TASK ITEM —
Locate every line in the records below that contains the word "FoodItem", and copy each one.
========================
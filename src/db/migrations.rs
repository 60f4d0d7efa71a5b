//! Database migrations
//!
//! Schema creation and migration logic.

use rusqlite::Connection;

use super::connection::{DbError, DbResult};
use super::seed;

/// Current schema version
pub const SCHEMA_VERSION: i32 = 2;

/// Run all migrations to bring the database up to the current schema version
pub fn run_migrations(conn: &Connection) -> DbResult<()> {
    conn.execute(
        "CREATE TABLE IF NOT EXISTS schema_migrations (
            version INTEGER PRIMARY KEY,
            applied_at TEXT NOT NULL DEFAULT (datetime('now'))
        )",
        [],
    )?;

    let current_version = get_schema_version(conn)?;

    if current_version < 1 {
        migrate_v1(conn)?;
        conn.execute("INSERT INTO schema_migrations (version) VALUES (1)", [])?;
        tracing::info!("Applied migration v1 (records)");
    }

    if current_version < 2 {
        migrate_v2(conn)?;
        conn.execute("INSERT INTO schema_migrations (version) VALUES (2)", [])?;
        tracing::info!("Applied migration v2 (default catalog)");
    }

    Ok(())
}

/// Migration v1: document table
fn migrate_v1(conn: &Connection) -> DbResult<()> {
    conn.execute_batch(
        r#"
        -- One row per JSON document; seq gives insertion order
        CREATE TABLE records (
            seq INTEGER PRIMARY KEY AUTOINCREMENT,
            collection TEXT NOT NULL,
            id TEXT NOT NULL,
            body TEXT NOT NULL CHECK(json_valid(body)),
            created_at TEXT NOT NULL DEFAULT (datetime('now')),
            updated_at TEXT NOT NULL DEFAULT (datetime('now')),

            UNIQUE(collection, id)
        );

        CREATE INDEX idx_records_collection ON records(collection, seq);
        "#,
    )?;
    Ok(())
}

/// Migration v2: default food and exercise catalog.
///
/// Runs once, so catalog items deleted later stay deleted.
fn migrate_v2(conn: &Connection) -> DbResult<()> {
    let foods = seed::seed_foods(conn)?;
    let exercises = seed::seed_exercises(conn)?;
    tracing::info!("Seeded {} foods and {} exercises", foods, exercises);
    Ok(())
}

/// Get the current schema version (0 for a fresh database)
pub fn get_schema_version(conn: &Connection) -> DbResult<i32> {
    let has_table: i64 = conn.query_row(
        "SELECT COUNT(*) FROM sqlite_master WHERE type = 'table' AND name = 'schema_migrations'",
        [],
        |row| row.get(0),
    )?;
    if has_table == 0 {
        return Ok(0);
    }

    let version = conn.query_row(
        "SELECT COALESCE(MAX(version), 0) FROM schema_migrations",
        [],
        |row| row.get(0),
    )?;
    Ok(version)
}

/// Check if migrations are needed
pub fn needs_migration(conn: &Connection) -> DbResult<bool> {
    Ok(get_schema_version(conn)? < SCHEMA_VERSION)
}

/// Fail unless the schema is fully migrated. For tools that must not create
/// or upgrade a database themselves.
pub fn ensure_current(conn: &Connection) -> DbResult<()> {
    if needs_migration(conn)? {
        return Err(DbError::NotInitialized);
    }
    Ok(())
}

#[cfg(test)]
mod tests {
    use super::*;
    use crate::db::store::{self, Collection};
    use crate::db::Database;
    use crate::models::FoodItem;

    #[test]
    fn test_fresh_database_version() {
        let db = Database::in_memory().unwrap();
        let conn = db.get_conn().unwrap();
        assert_eq!(get_schema_version(&conn).unwrap(), 0);
        assert!(needs_migration(&conn).unwrap());
        assert!(matches!(ensure_current(&conn), Err(DbError::NotInitialized)));
    }

    #[test]
    fn test_migrations_reach_current_version() {
        let db = Database::in_memory().unwrap();
        let conn = db.get_conn().unwrap();
        run_migrations(&conn).unwrap();
        assert_eq!(get_schema_version(&conn).unwrap(), SCHEMA_VERSION);
        assert!(ensure_current(&conn).is_ok());
    }

    #[test]
    fn test_seed_runs_once() {
        let db = Database::in_memory().unwrap();
        let conn = db.get_conn().unwrap();
        run_migrations(&conn).unwrap();

        let seeded = store::count(&conn, Collection::Foods).unwrap();
        assert_eq!(seeded, 30);
        assert_eq!(store::count(&conn, Collection::Exercises).unwrap(), 22);

        assert!(store::delete::<FoodItem>(&conn, "food-1").unwrap());
        run_migrations(&conn).unwrap();
        assert_eq!(store::count(&conn, Collection::Foods).unwrap(), seeded - 1);
    }
}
========================
TASK RESPONSE —
    use crate::models::FoodItem;
        assert!(store::delete::<FoodItem>(&conn, "food-1").unwrap());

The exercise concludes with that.